Synthesis, Chemistry, and Electronic Structures of Group 9 Metallaboranes

Dimetallaoctaborane­(12) of Ru, Co, and Rh have been well-characterized by a range of spectroscopic techniques and X-ray diffraction studies. Thus, reinvestigation of the Ir-system became of interest. As a result, a slight modification in the reaction conditions enabled us to isolate the missing Ir analogue of octaborane(12), [(Cp*Ir)2B6H10], 1. Compound 1 adapts a geometry similar to that of its parent octaborane(12) and Ru, Co, and Rh analogues. In [M2B6H10+x]­(M = Ru, x = 2; M = Co and Rh, x = 0), there exist two M–H–B protons. However, a significant difference observed in [(Cp*Ir)2B6H10] is the presence of two Ir–H instead of Ir–H–B protons that eventually controls the reactivity of this molecule.
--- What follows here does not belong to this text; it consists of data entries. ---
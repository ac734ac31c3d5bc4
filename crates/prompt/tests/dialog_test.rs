//! Unit tests for dialog rendering and image prompt defaults.
//!
//! External interactions: none (pure function tests).

use prompt::{dialog_prompt, exchange, format_dialog, ChatMessage, MessageRole, Prompt, Resolution};

/// **Test: exchange() yields a user unit followed by an assistant unit.**
#[test]
fn exchange_orders_user_then_assistant() {
    let [user, assistant] = exchange("how are you", "fine");
    assert_eq!(user.role, MessageRole::User);
    assert_eq!(user.content, "how are you");
    assert_eq!(assistant.role, MessageRole::Assistant);
    assert_eq!(assistant.content, "fine");
}

/// **Test: Every unit is rendered on its own `-` line, roles are not printed.**
#[test]
fn format_dialog_renders_each_unit() {
    let messages = vec![
        ChatMessage::user("a"),
        ChatMessage::assistant("b"),
        ChatMessage::user("c"),
    ];
    assert_eq!(format_dialog(&messages), "-a\n-b\n-c");
}

/// **Test: The instruction template embeds both the message and the dialog block.**
#[test]
fn dialog_prompt_wraps_block_in_quotes() {
    let out = dialog_prompt("q", "-x");
    assert!(out.starts_with("Ответь на сообщение"));
    assert!(out.contains("'''\n-x'''"));
}

/// **Test: A prompt is default only with empty style and the default resolution.**
#[test]
fn prompt_default_detection() {
    assert!(Prompt::new("cat").is_default());
    assert!(!Prompt::new("cat").with_style("anime").is_default());
    assert!(!Prompt::new("cat")
        .with_resolution(Resolution::new(1024, 1024))
        .is_default());
}
//! Retrying execution of fallible backend calls.
//!
//! A [`RetryPolicy`] maps `(failure kind, consecutive fails)` to a [`RetryDecision`];
//! [`RetryExecutor`] runs an operation until it succeeds, the policy says stop, or the fail
//! ceiling is passed. With ceiling `m` the operation runs at most `m + 1` times.

use std::fmt::Display;
use std::future::Future;
use std::sync::Arc;
use std::time::Duration;

use tracing::{info, warn};

/// Category of a failed call, as seen by the retry policy.
#[derive(Debug, Clone, Copy, PartialEq, Eq, Hash)]
pub enum FailureKind {
    /// The backend rejected the query.
    Query,
    /// The backend answered with nothing.
    EmptyResult,
    /// The backend could not be reached.
    Connectivity,
    /// Anything else.
    Unclassified,
}

/// Errors that know which [`FailureKind`] they are.
pub trait Classify {
    fn failure_kind(&self) -> FailureKind;
}

/// What to do after a failure.
#[derive(Debug, Clone, Copy, PartialEq, Eq)]
pub struct RetryDecision {
    pub stop: bool,
    pub delay: Duration,
}

impl RetryDecision {
    pub fn stop() -> Self {
        Self {
            stop: true,
            delay: Duration::ZERO,
        }
    }

    pub fn retry_after(delay: Duration) -> Self {
        Self { stop: false, delay }
    }
}

/// Decides whether to retry after `fails` consecutive failures, the last one of kind `kind`.
pub trait RetryPolicy: Send + Sync {
    fn decide(&self, kind: FailureKind, fails: u32) -> RetryDecision;
}

impl<F> RetryPolicy for F
where
    F: Fn(FailureKind, u32) -> RetryDecision + Send + Sync,
{
    fn decide(&self, kind: FailureKind, fails: u32) -> RetryDecision {
        self(kind, fails)
    }
}

/// One row of a [`RulePolicy`] table.
#[derive(Debug, Clone, Copy, PartialEq, Eq)]
pub struct RetryRule {
    pub kind: FailureKind,
    /// Stop once this many consecutive failures happened.
    pub max_fails: u32,
    pub delay: Duration,
}

/// Table-driven policy: the first rule matching the failure kind applies; kinds without a rule
/// stop immediately.
#[derive(Debug, Clone, Default)]
pub struct RulePolicy {
    rules: Vec<RetryRule>,
}

impl RulePolicy {
    pub fn new() -> Self {
        Self::default()
    }

    pub fn rule(mut self, kind: FailureKind, max_fails: u32, delay: Duration) -> Self {
        self.rules.push(RetryRule {
            kind,
            max_fails,
            delay,
        });
        self
    }

    /// Query errors and empty results are retried up to `max_fails` times, query errors after
    /// `query_delay`. Unclassified failures get `other_max_fails` retries one second apart.
    /// Connectivity failures have no rule and stop at once.
    pub fn standard(max_fails: u32, query_delay: Duration, other_max_fails: u32) -> Self {
        Self::new()
            .rule(FailureKind::Query, max_fails, query_delay)
            .rule(FailureKind::EmptyResult, max_fails, Duration::ZERO)
            .rule(FailureKind::Unclassified, other_max_fails, Duration::from_secs(1))
    }

    pub fn rules(&self) -> &[RetryRule] {
        &self.rules
    }
}

impl RetryPolicy for RulePolicy {
    fn decide(&self, kind: FailureKind, fails: u32) -> RetryDecision {
        match self.rules.iter().find(|rule| rule.kind == kind) {
            Some(rule) if fails < rule.max_fails => RetryDecision::retry_after(rule.delay),
            _ => RetryDecision::stop(),
        }
    }
}

/// Runs operations under a [`RetryPolicy`] with a hard ceiling on consecutive failures.
#[derive(Clone)]
pub struct RetryExecutor {
    policy: Arc<dyn RetryPolicy>,
    max_fails: u32,
}

impl RetryExecutor {
    pub fn new(policy: impl RetryPolicy + 'static, max_fails: u32) -> Self {
        Self {
            policy: Arc::new(policy),
            max_fails,
        }
    }

    pub fn max_fails(&self) -> u32 {
        self.max_fails
    }

    /// Calls `op` until it returns `Ok`, or returns the last error once the policy says stop or
    /// the failure count exceeds the ceiling.
    pub async fn execute<T, E, F, Fut>(&self, mut op: F) -> Result<T, E>
    where
        F: FnMut() -> Fut,
        Fut: Future<Output = Result<T, E>>,
        E: Classify + Display,
    {
        let mut fails: u32 = 0;
        loop {
            match op().await {
                Ok(value) => {
                    if fails > 0 {
                        info!(fails = fails, "Call succeeded after retries");
                    }
                    return Ok(value);
                }
                Err(e) => {
                    fails += 1;
                    let kind = e.failure_kind();
                    let decision = self.policy.decide(kind, fails);
                    if decision.stop || fails > self.max_fails {
                        warn!(kind = ?kind, fails = fails, error = %e, "Giving up");
                        return Err(e);
                    }
                    warn!(
                        kind = ?kind,
                        fails = fails,
                        delay_ms = decision.delay.as_millis() as u64,
                        error = %e,
                        "Call failed, retrying"
                    );
                    if !decision.delay.is_zero() {
                        tokio::time::sleep(decision.delay).await;
                    }
                }
            }
        }
    }
}
//! Converts teloxide messages and users into core types.

use crate::core::{Chat, Message, ReplyContext, ToCoreMessage, ToCoreUser, User};

pub struct TelegramUserWrapper<'a>(pub &'a teloxide::types::User);

impl ToCoreUser for TelegramUserWrapper<'_> {
    fn to_core(&self) -> User {
        User {
            id: self.0.id.0 as i64,
            username: self.0.username.clone(),
            first_name: Some(self.0.first_name.clone()),
            last_name: self.0.last_name.clone(),
        }
    }
}

pub struct TelegramMessageWrapper<'a>(pub &'a teloxide::types::Message);

fn chat_type(chat: &teloxide::types::Chat) -> &'static str {
    if chat.is_private() {
        "private"
    } else if chat.is_channel() {
        "channel"
    } else if chat.is_supergroup() {
        "supergroup"
    } else {
        "group"
    }
}

impl TelegramMessageWrapper<'_> {
    fn reply_context(&self) -> Option<ReplyContext> {
        let replied = self.0.reply_to_message()?;
        let author = replied.from.as_ref();
        Some(ReplyContext {
            id: replied.id.to_string(),
            author_id: author.map(|u| u.id.0 as i64).unwrap_or_default(),
            author_is_bot: author.map(|u| u.is_bot).unwrap_or(false),
            author_name: author.map(|u| u.full_name()).unwrap_or_default(),
            content: replied
                .text()
                .or_else(|| replied.caption())
                .unwrap_or_default()
                .to_string(),
            has_caption: replied.caption().is_some(),
        })
    }
}

impl ToCoreMessage for TelegramMessageWrapper<'_> {
    fn to_core(&self) -> Message {
        let msg = self.0;
        Message {
            id: msg.id.to_string(),
            user: msg
                .from
                .as_ref()
                .map(|u| TelegramUserWrapper(u).to_core())
                .unwrap_or(User {
                    id: 0,
                    username: None,
                    first_name: None,
                    last_name: None,
                }),
            chat: Chat {
                id: msg.chat.id.0,
                chat_type: chat_type(&msg.chat).to_string(),
            },
            content: msg.text().unwrap_or_default().to_string(),
            message_type: if msg.text().is_some() { "text" } else { "other" }.to_string(),
            created_at: msg.date,
            reply_to: self.reply_context(),
        }
    }
}

#[cfg(test)]
mod tests {
    use super::*;

    #[test]
    fn test_telegram_user_wrapper_to_core() {
        let user = teloxide::types::User {
            id: teloxide::types::UserId(123),
            is_bot: false,
            first_name: "Мотя".to_string(),
            last_name: Some("Тушканчик".to_string()),
            username: Some("motya".to_string()),
            language_code: Some("ru".to_string()),
            is_premium: false,
            added_to_attachment_menu: false,
        };

        let core_user = TelegramUserWrapper(&user).to_core();

        assert_eq!(core_user.id, 123);
        assert_eq!(core_user.username, Some("motya".to_string()));
        assert_eq!(core_user.full_name(), "Мотя Тушканчик");
    }
}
For example, unlike [M2B6H10]­(M = Co or Rh), the Ir-analogue does not react with metal carbonyl compounds or [Au­(PPh3)­Cl]. Along with 1, a closo trimetallic 8-vertex iridaborane [(Cp*Ir)3B5H4Cl], 2 was also isolated. Additionally, from another reaction, 12-vertex closo iridaboranes [(Cp*Ir)2B10Hy(OH)z], 3a and 3b (3a: y = 12, z = 0; 3b: y = 8, z = 2), have also been isolated. Further, density functional theory calculations were performed to gain useful insight into the structure and stability of these compounds.